The arrogance was completely unearned. The smug, invincible affect had come from my dad. Tommy was grounded in Tommy Sr.’s crap.
McGinty asked if either of us needed anything and then said, “Let’s begin. Jack, we’re hoping you can give us some additional insight into your father’s personality.”
Speak of the devil.
“How would you describe him?”
My father had been dead for over five years, but he would never really be dead to me. I said, “He was cruel. That was his best trait.”
Dr. McGinty smiled, then asked, “Can you tell me more, Jack?”

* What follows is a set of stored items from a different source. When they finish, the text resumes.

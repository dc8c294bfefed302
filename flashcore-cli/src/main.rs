// SPDX-FileCopyrightText: 2025 The flashcore Authors
// SPDX-License-Identifier: GPL-3.0-or-later

//! Reference command line for the flashcore engine: one subcommand tree
//! per vendor, file handling and confirmation prompts here, everything
//! protocol-shaped in the library.

use std::fs;
use std::io::{stdin, stdout, BufRead, Write};
use std::path::{Path, PathBuf};
use std::process::exit;
use std::sync::Arc;

use clap::{Args, Parser, Subcommand};

use flashcore::auth::{AuthArtifacts, AuthStrategy, StandardAuth, VipAuth, XiaomiAuth};
use flashcore::pipeline::{MtkLoaders, SprdLoader};
use flashcore::proto::firehose::MemoryName;
use flashcore::storage::pac::Pac;
use flashcore::superdef::SuperDef;
use flashcore::{Event, SerialTransport, Session, Slot, Vendor};

#[derive(Parser)]
#[command(name = "flashcore", version, about = "Flash and recover Android devices over EDL, BROM and FDL")]
struct Cli {
    #[command(subcommand)]
    vendor: VendorCmd,
}

#[derive(Subcommand)]
enum VendorCmd {
    /// Qualcomm EDL (Sahara + Firehose)
    Qualcomm {
        #[command(flatten)]
        common: Common,
        /// Firehose programmer ELF
        #[arg(long)]
        loader: PathBuf,
        /// Storage medium
        #[arg(long, default_value = "ufs")]
        memory: String,
        /// VIP digest file
        #[arg(long)]
        digest: Option<PathBuf>,
        /// VIP signature file
        #[arg(long)]
        signature: Option<PathBuf>,
        /// Try the Xiaomi MiAuth bypass before standard auth
        #[arg(long)]
        miauth: bool,
        #[command(subcommand)]
        cmd: QualcommCmd,
    },
    /// MediaTek BROM / Preloader
    Mtk {
        #[command(flatten)]
        common: Common,
        /// Stage-1 download agent (not needed for dump-brom)
        #[arg(long)]
        loader: Option<PathBuf>,
        /// Stage-2 download agent (not needed for dump-brom)
        #[arg(long)]
        da2: Option<PathBuf>,
        /// Preloader image (EMI source when booting from BROM)
        #[arg(long)]
        preloader: Option<PathBuf>,
        #[command(subcommand)]
        cmd: MtkCmd,
    },
    /// Unisoc/Spreadtrum BootROM + FDL
    Unisoc {
        #[command(flatten)]
        common: Common,
        /// Firmware package (PAC)
        #[arg(long)]
        pac: PathBuf,
        #[command(subcommand)]
        cmd: UnisocCmd,
    },
}

#[derive(Args)]
struct Common {
    /// Serial/USB device path, e.g. /dev/ttyUSB0 or COM4
    #[arg(short, long)]
    port: String,
    #[arg(short, long, default_value_t = 115_200)]
    baudrate: u32,
    /// Skip the confirmation prompt for destructive operations
    #[arg(short = 'y', long)]
    yes: bool,
}

#[derive(Subcommand)]
enum QualcommCmd {
    /// Write a partition from a file (raw or Android-sparse)
    Flash {
        #[arg(long)]
        partition: String,
        #[arg(long)]
        file: PathBuf,
        #[arg(long)]
        slot: Option<Slot>,
    },
    /// Dump a partition to a file
    Read {
        #[arg(long)]
        partition: String,
        #[arg(long)]
        file: PathBuf,
        #[arg(long)]
        slot: Option<Slot>,
    },
    /// Erase a partition
    Erase {
        #[arg(long)]
        partition: String,
        #[arg(long)]
        slot: Option<Slot>,
    },
    /// Flash a dynamic-partition set from a super_def JSON
    FlashSuper {
        /// super_def.<nv>.json
        #[arg(long)]
        def: PathBuf,
    },
    /// Print the partition table
    Partitions,
}

#[derive(Subcommand)]
enum MtkCmd {
    Flash {
        #[arg(long)]
        partition: String,
        #[arg(long)]
        file: PathBuf,
        #[arg(long)]
        slot: Option<Slot>,
    },
    Read {
        #[arg(long)]
        partition: String,
        #[arg(long)]
        file: PathBuf,
        #[arg(long)]
        slot: Option<Slot>,
    },
    Erase {
        #[arg(long)]
        partition: String,
        #[arg(long)]
        slot: Option<Slot>,
    },
    /// Dump the BootROM region to a file
    DumpBrom {
        #[arg(long)]
        file: PathBuf,
    },
    Partitions,
}

#[derive(Subcommand)]
enum UnisocCmd {
    /// Flash every partition listed in the PAC
    Flash,
    /// Back up the PAC-listed partitions into a directory
    Backup {
        #[arg(long, default_value = "backup")]
        outdir: PathBuf,
    },
}

fn main() {
    pretty_env_logger::formatted_builder()
        .parse_filters(
            &std::env::var("FLASHCORE_LOG")
                .or_else(|_| std::env::var("RUST_LOG"))
                .unwrap_or_else(|_| "info".to_string()),
        )
        .init();

    if let Err(e) = run(Cli::parse()) {
        log::error!("{e}");
        exit(1);
    }
}

fn event_hook() -> flashcore::EventHook {
    Arc::new(|event: Event| match event {
        Event::Progress { current, total } if total > 0 => {
            print!("\r  {current}/{total} bytes ({}%)", current * 100 / total);
            let _ = stdout().flush();
            if current == total {
                println!();
            }
        }
        Event::StateChanged(state) => log::debug!("session state: {state:?}"),
        _ => {}
    })
}

fn confirm(common: &Common, action: &str) {
    if common.yes {
        return;
    }
    print!("{action} - continue? [y/N] ");
    let _ = stdout().flush();
    let mut answer = String::new();
    let _ = stdin().lock().read_line(&mut answer);
    if !matches!(answer.trim(), "y" | "Y" | "yes") {
        println!("aborted");
        exit(0);
    }
}

fn open_session(vendor: Vendor, common: &Common) -> flashcore::Result<Session> {
    let transport = SerialTransport::open(&common.port, common.baudrate)?;
    Ok(Session::new(vendor, Box::new(transport), Some(event_hook())))
}

fn read_file(path: &Path) -> flashcore::Result<Vec<u8>> {
    fs::read(path).map_err(|e| flashcore::error::TransportError::Io(e).into())
}

fn print_partitions(session: &Session) {
    println!("{:<24} {:>4} {:>12} {:>14} {:>6}", "name", "lun", "start", "size", "ssize");
    for p in session.partitions().records() {
        println!(
            "{:<24} {:>4} {:>12} {:>14} {:>6}",
            p.name,
            p.lun,
            p.start_sector,
            p.size(),
            p.sector_size
        );
    }
}

fn run(cli: Cli) -> flashcore::Result<()> {
    match cli.vendor {
        VendorCmd::Qualcomm {
            common,
            loader,
            memory,
            digest,
            signature,
            miauth,
            cmd,
        } => {
            let programmer = read_file(&loader)?;
            let memory = match memory.to_ascii_lowercase().as_str() {
                "emmc" => MemoryName::Emmc,
                "nand" => MemoryName::Nand,
                "nor" => MemoryName::Nor,
                _ => MemoryName::Ufs,
            };
            let artifacts = AuthArtifacts {
                digest: digest.as_deref().map(read_file).transpose()?,
                signature: signature.as_deref().map(read_file).transpose()?,
                ..Default::default()
            };
            let mut strategies: Vec<Box<dyn AuthStrategy>> = Vec::new();
            if artifacts.digest.is_some() {
                strategies.push(Box::new(VipAuth));
            }
            if miauth {
                strategies.push(Box::new(XiaomiAuth::new()));
            }
            strategies.push(Box::new(StandardAuth));

            let mut session = open_session(Vendor::Qualcomm, &common)?;
            session.connect_qualcomm(&programmer, memory, &mut strategies, &artifacts)?;

            let result = match cmd {
                QualcommCmd::Partitions => {
                    print_partitions(&session);
                    Ok(())
                }
                QualcommCmd::Read {
                    partition,
                    file,
                    slot,
                } => dump_partition(&mut session, &partition, slot, &file),
                QualcommCmd::Flash {
                    partition,
                    file,
                    slot,
                } => {
                    confirm(&common, &format!("flash {partition} from {}", file.display()));
                    let data = read_file(&file)?;
                    session.write_partition(&partition, slot, &data)
                }
                QualcommCmd::Erase { partition, slot } => {
                    confirm(&common, &format!("erase {partition}"));
                    session.erase_partition(&partition, slot)
                }
                QualcommCmd::FlashSuper { def } => {
                    let def_text = String::from_utf8_lossy(&read_file(&def)?).into_owned();
                    let plan = SuperDef::parse(&def_text)?;
                    confirm(
                        &common,
                        &format!("flash {} super children", plan.partitions.len()),
                    );
                    let base = def.parent().unwrap_or(Path::new(".")).to_path_buf();
                    let statuses = session.flash_super(&plan, &mut |path| {
                        read_file(&base.join(path))
                    })?;
                    for s in &statuses {
                        match &s.result {
                            Ok(()) => println!("  {:<24} ok", s.name),
                            Err(e) => println!("  {:<24} FAILED: {e}", s.name),
                        }
                    }
                    Ok(())
                }
            };
            session.disconnect();
            result
        }
        VendorCmd::Mtk {
            common,
            loader,
            da2,
            preloader,
            cmd,
        } => {
            // BROM dumping talks to the mask ROM directly; no DA boot.
            if let MtkCmd::DumpBrom { file } = &cmd {
                return dump_brom(&common, file);
            }

            let (Some(loader), Some(da2)) = (loader, da2) else {
                log::error!("--loader and --da2 are required for this command");
                exit(2);
            };
            let stage1 = read_file(&loader)?;
            let stage2 = read_file(&da2)?;
            let preloader_data = preloader.as_deref().map(read_file).transpose()?;
            let loaders = MtkLoaders {
                stage1: &stage1,
                stage2: &stage2,
                sig_len: 0,
                preloader: preloader_data.as_deref(),
            };

            let mut session = open_session(Vendor::Mediatek, &common)?;
            session.connect_mediatek(&loaders)?;

            let result = match cmd {
                MtkCmd::Partitions => {
                    print_partitions(&session);
                    Ok(())
                }
                MtkCmd::Read {
                    partition,
                    file,
                    slot,
                } => dump_partition(&mut session, &partition, slot, &file),
                MtkCmd::Flash {
                    partition,
                    file,
                    slot,
                } => {
                    confirm(&common, &format!("flash {partition} from {}", file.display()));
                    let data = read_file(&file)?;
                    session.write_partition(&partition, slot, &data)
                }
                MtkCmd::Erase { partition, slot } => {
                    confirm(&common, &format!("erase {partition}"));
                    session.erase_partition(&partition, slot)
                }
                MtkCmd::DumpBrom { .. } => unreachable!("handled before DA boot"),
            };
            session.disconnect();
            result
        }
        VendorCmd::Unisoc { common, pac, cmd } => {
            let pac_data = read_file(&pac)?;
            let toc = Pac::parse(&pac_data)?;
            let fdl1_entry = toc
                .find("FDL")
                .ok_or(flashcore::error::StorageError::PartitionNotFound("FDL".into()))?
                .clone();
            let fdl2_entry = toc
                .find("FDL2")
                .ok_or(flashcore::error::StorageError::PartitionNotFound("FDL2".into()))?
                .clone();
            let fdl1 = SprdLoader {
                addr: fdl1_entry.base_addr as u32,
                image: toc.entry_data(&pac_data, &fdl1_entry),
            };
            let fdl2 = SprdLoader {
                addr: fdl2_entry.base_addr as u32,
                image: toc.entry_data(&pac_data, &fdl2_entry),
            };

            let mut session = open_session(Vendor::Unisoc, &common)?;
            session.connect_unisoc(&fdl1, &fdl2, &toc)?;

            let result = match cmd {
                UnisocCmd::Flash => {
                    confirm(&common, "flash all PAC partitions");
                    let mut failed = 0;
                    for record in session.partitions().records().to_vec() {
                        let entry = toc.find(&record.name).expect("record from TOC");
                        let data = toc.entry_data(&pac_data, entry).to_vec();
                        println!("flashing {} ({} bytes)", record.name, data.len());
                        if let Err(e) = session.write_partition(&record.name, None, &data) {
                            log::error!("{}: {e}", record.name);
                            failed += 1;
                        }
                    }
                    if failed > 0 {
                        log::warn!("{failed} partitions failed");
                    }
                    Ok(())
                }
                UnisocCmd::Backup { outdir } => {
                    fs::create_dir_all(&outdir)
                        .map_err(flashcore::error::TransportError::Io)?;
                    for record in session.partitions().records().to_vec() {
                        let path = outdir.join(format!("{}.img", record.name));
                        println!("backing up {} -> {}", record.name, path.display());
                        dump_partition(&mut session, &record.name, None, &path)?;
                    }
                    Ok(())
                }
            };
            session.disconnect();
            result
        }
    }
}

/// Dump the 128 KiB mask-ROM region word by word over the BROM's own
/// read primitive.
fn dump_brom(common: &Common, file: &Path) -> flashcore::Result<()> {
    use flashcore::proto::preloader::Preloader;
    use flashcore::Transport;

    const BROM_BASE: u32 = 0x0000_0000;
    const BROM_LEN: u32 = 0x0002_0000;
    const WORDS_PER_READ: u32 = 64;

    let mut transport = SerialTransport::open(&common.port, common.baudrate)?;
    let mut brom = Preloader::new(&mut transport);
    brom.handshake()?;
    let hw_code = brom.get_hw_code()?;
    println!("hw code {hw_code:#06x}, dumping {BROM_LEN:#x} bytes of BROM");

    let mut sink = fs::File::create(file).map_err(flashcore::error::TransportError::Io)?;
    let mut addr = BROM_BASE;
    while addr < BROM_BASE + BROM_LEN {
        let words = brom.read32_multi(addr, WORDS_PER_READ)?;
        for w in words {
            sink.write_all(&w.to_le_bytes())
                .map_err(flashcore::error::TransportError::Io)?;
        }
        addr += WORDS_PER_READ * 4;
    }
    transport.flush()?;
    println!("wrote {BROM_LEN:#x} bytes to {}", file.display());
    Ok(())
}

fn dump_partition(
    session: &mut Session,
    partition: &str,
    slot: Option<Slot>,
    file: &Path,
) -> flashcore::Result<()> {
    let mut sink =
        fs::File::create(file).map_err(flashcore::error::TransportError::Io)?;
    let n = session.read_partition(partition, slot, &mut sink)?;
    sink.flush().map_err(flashcore::error::TransportError::Io)?;
    println!("wrote {n} bytes to {}", file.display());
    Ok(())
}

“Oh, hell, volumes. He was abusive to my mom all the time. He pitted Tommy and me against each other for his amusement. He didn’t stop until someone bled or cried. He was never wrong about anything—sports, human nature, the weather. He was a perfect godlike creature in his own mind.”
The shrink nodded. “What we call in my business ‘a real SOB.’ ” He looked to my brother. “Tommy, what do you think about your father?”
“Jack just sees it his way. Jack is never wrong either. Dad was trying to toughen us up,” my brother said. The smirk was gone. I’d attacked something he had defended his entire life. “He didn’t want the world to take advantage of us.”
I barely listened as my brother excused my father’s brutality. He said to Dr. McGinty, “Jack never gives him credit. Dad wanted us to succeed. He encouraged Jack to play football and to be good at it. Jack and I were black belts before we were thirteen. And when Jack became a Marine? Dad lit up when he talked about his son the war hero. He was really proud.”
I was looking over Dr. McGinty’s head, seeing Jeff Albert’s face through my NVGs. I saw the fear and the agony, the broken bones coming through his pant legs. He was screaming, “Don’t leave me here to burn!”
“What are you thinking right now?” McGinty asked me.
Images were firing off like fifty-caliber rounds. I had repressed the truth to protect myself. Now I had no place to hide. I wasn’t who I’d thought I was.
I said, “This was a mistake. I don’t belong here. I have to go.”
Chapter 86
I GOT OUT of the chair, made for the door. I had my hand on the knob when Tommy called out, “Hey, Jack. Whatever it is, you should stay. Take my session, bro. Okay, Dr. McGinty?”
“Of course. Please, Jack. Sit down.”
I didn’t want to let the demon out. It was too big and still too raw. How could I tell a stranger what I’d managed to keep from myself all these years? How could I tell Tommy?
“This is a safe place,” McGinty was saying.
McGinty was wrong. It wasn’t safe. Dropping my guard with Tommy took more than courage. It was a h
igh-risk bet with bad odds and an irretrievable downside. At the same time, the pressure to talk was building into a runaway need to admit what I’d done.
“I was flying a transport mission from Gardez to the base at Kandahar,” I choked out. “I had fourteen Marines in the back. You can hear a screwdriver drop in the cargo bay of a CH-46, so when the missile came through the floor… the sound… of the aircraft being ripped up…”
I envisioned the dead Marines piled up against the left side of the cabin.
I forced myself to continue. I described the crash and the aftermath: staring into the cabin through my NVGs, seeing the dead men, my friend soaked in blood.
“I had Danny slung over my shoulder—a fireman’s carry—and then Corporal Albert woke up. He begged me not to leave him there to burn. I already had Danny. I had to get him to safe ground. Albert was half-buried under the casualties. His legs were in pieces. I needed help to get him out of there. I promised him that I’d come back.”
The words were stopping my ability to breathe.
“Are you all right, Jack?”
“Jeff Albert told me that Danny Young was dead.”
“Do you think he was? How could Albert have even known?”
“I don’t know. It was night…. Danny didn’t speak…. I couldn’t feel a pulse because my hands… were numb.